BEGIN TASK INPUT

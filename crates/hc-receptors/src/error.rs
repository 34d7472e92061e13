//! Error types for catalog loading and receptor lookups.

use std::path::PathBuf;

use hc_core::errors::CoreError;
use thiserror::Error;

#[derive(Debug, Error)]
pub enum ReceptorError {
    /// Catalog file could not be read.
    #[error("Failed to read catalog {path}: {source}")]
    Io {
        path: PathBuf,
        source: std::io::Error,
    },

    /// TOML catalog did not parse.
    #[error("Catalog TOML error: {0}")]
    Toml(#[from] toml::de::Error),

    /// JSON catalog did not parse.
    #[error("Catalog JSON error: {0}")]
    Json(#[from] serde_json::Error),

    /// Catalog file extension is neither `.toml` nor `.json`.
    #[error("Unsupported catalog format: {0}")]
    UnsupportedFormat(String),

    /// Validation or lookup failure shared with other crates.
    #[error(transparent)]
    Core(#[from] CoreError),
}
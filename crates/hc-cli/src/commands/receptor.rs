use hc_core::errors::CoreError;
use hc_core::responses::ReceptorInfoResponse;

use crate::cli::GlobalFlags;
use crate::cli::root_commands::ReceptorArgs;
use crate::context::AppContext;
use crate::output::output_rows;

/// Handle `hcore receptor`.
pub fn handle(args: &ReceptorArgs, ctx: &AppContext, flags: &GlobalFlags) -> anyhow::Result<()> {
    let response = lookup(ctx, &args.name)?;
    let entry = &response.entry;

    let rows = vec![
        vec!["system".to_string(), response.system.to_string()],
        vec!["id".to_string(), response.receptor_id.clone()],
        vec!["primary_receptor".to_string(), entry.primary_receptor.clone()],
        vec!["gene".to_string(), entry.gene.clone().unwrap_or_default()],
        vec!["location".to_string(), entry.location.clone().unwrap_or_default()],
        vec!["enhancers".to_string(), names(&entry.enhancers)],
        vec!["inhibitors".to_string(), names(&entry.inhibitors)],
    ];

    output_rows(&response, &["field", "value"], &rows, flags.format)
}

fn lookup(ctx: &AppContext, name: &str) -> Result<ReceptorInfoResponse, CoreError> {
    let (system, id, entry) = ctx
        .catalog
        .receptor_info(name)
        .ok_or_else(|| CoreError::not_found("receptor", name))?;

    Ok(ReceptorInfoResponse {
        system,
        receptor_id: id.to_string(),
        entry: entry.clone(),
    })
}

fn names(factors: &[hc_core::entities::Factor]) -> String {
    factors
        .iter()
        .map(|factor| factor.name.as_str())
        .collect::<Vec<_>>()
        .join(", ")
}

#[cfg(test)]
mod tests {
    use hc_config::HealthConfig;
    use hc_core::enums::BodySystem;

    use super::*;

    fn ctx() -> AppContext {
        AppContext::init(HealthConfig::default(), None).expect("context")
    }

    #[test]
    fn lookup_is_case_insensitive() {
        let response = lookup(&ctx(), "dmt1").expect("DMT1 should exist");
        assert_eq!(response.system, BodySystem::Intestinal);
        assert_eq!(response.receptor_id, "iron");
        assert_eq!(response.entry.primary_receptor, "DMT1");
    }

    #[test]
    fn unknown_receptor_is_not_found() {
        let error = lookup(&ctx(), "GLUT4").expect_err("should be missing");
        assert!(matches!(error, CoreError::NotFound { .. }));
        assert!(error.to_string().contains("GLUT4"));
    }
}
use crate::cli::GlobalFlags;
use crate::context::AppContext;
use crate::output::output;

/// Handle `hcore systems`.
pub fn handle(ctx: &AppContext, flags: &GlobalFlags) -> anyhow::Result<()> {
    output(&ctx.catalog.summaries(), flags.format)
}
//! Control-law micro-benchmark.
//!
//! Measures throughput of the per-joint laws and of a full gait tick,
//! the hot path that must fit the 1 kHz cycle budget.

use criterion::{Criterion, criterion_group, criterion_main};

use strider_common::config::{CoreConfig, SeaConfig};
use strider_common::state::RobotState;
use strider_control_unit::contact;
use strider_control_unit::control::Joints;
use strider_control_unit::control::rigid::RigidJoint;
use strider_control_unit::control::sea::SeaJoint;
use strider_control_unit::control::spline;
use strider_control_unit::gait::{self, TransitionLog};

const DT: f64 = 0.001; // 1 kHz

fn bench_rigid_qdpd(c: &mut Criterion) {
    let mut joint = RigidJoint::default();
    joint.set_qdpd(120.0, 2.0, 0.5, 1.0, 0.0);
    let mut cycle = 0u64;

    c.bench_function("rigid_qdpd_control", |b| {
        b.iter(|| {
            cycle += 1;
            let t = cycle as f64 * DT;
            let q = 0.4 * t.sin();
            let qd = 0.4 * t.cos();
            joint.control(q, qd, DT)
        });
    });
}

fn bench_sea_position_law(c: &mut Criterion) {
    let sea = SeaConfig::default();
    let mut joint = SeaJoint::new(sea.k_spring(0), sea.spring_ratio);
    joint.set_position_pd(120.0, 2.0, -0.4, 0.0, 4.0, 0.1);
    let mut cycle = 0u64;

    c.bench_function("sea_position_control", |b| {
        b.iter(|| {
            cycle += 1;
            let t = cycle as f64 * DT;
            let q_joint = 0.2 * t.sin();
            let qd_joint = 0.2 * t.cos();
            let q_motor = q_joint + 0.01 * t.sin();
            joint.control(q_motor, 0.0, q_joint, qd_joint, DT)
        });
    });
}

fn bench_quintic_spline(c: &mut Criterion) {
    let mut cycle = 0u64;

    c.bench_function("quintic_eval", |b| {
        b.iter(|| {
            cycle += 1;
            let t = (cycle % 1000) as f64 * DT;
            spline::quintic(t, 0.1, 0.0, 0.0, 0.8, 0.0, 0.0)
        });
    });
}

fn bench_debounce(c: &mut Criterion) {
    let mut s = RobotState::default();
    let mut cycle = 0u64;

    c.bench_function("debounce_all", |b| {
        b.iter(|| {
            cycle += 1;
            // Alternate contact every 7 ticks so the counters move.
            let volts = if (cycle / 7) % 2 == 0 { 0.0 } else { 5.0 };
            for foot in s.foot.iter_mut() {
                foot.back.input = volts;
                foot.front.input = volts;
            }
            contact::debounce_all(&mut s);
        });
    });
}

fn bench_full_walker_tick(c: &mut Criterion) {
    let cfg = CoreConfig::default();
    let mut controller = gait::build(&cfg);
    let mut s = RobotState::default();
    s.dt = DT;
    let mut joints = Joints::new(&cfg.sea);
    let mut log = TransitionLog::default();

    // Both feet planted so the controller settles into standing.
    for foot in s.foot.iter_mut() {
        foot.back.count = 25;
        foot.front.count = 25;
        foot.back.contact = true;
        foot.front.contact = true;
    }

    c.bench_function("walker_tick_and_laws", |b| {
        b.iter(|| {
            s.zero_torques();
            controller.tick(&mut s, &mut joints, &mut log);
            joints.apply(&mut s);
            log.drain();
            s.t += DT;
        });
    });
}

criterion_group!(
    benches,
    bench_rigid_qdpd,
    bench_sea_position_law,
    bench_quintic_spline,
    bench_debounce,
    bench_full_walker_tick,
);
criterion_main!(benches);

END TASK INPUT

§ EXERCISE INSTRUCTIONS
In the records, find every line that has the string "from" and copy it.

§ REPLY
    Toml(#[from] toml::de::Error),
    Json(#[from] serde_json::Error),
    Core(#[from] CoreError),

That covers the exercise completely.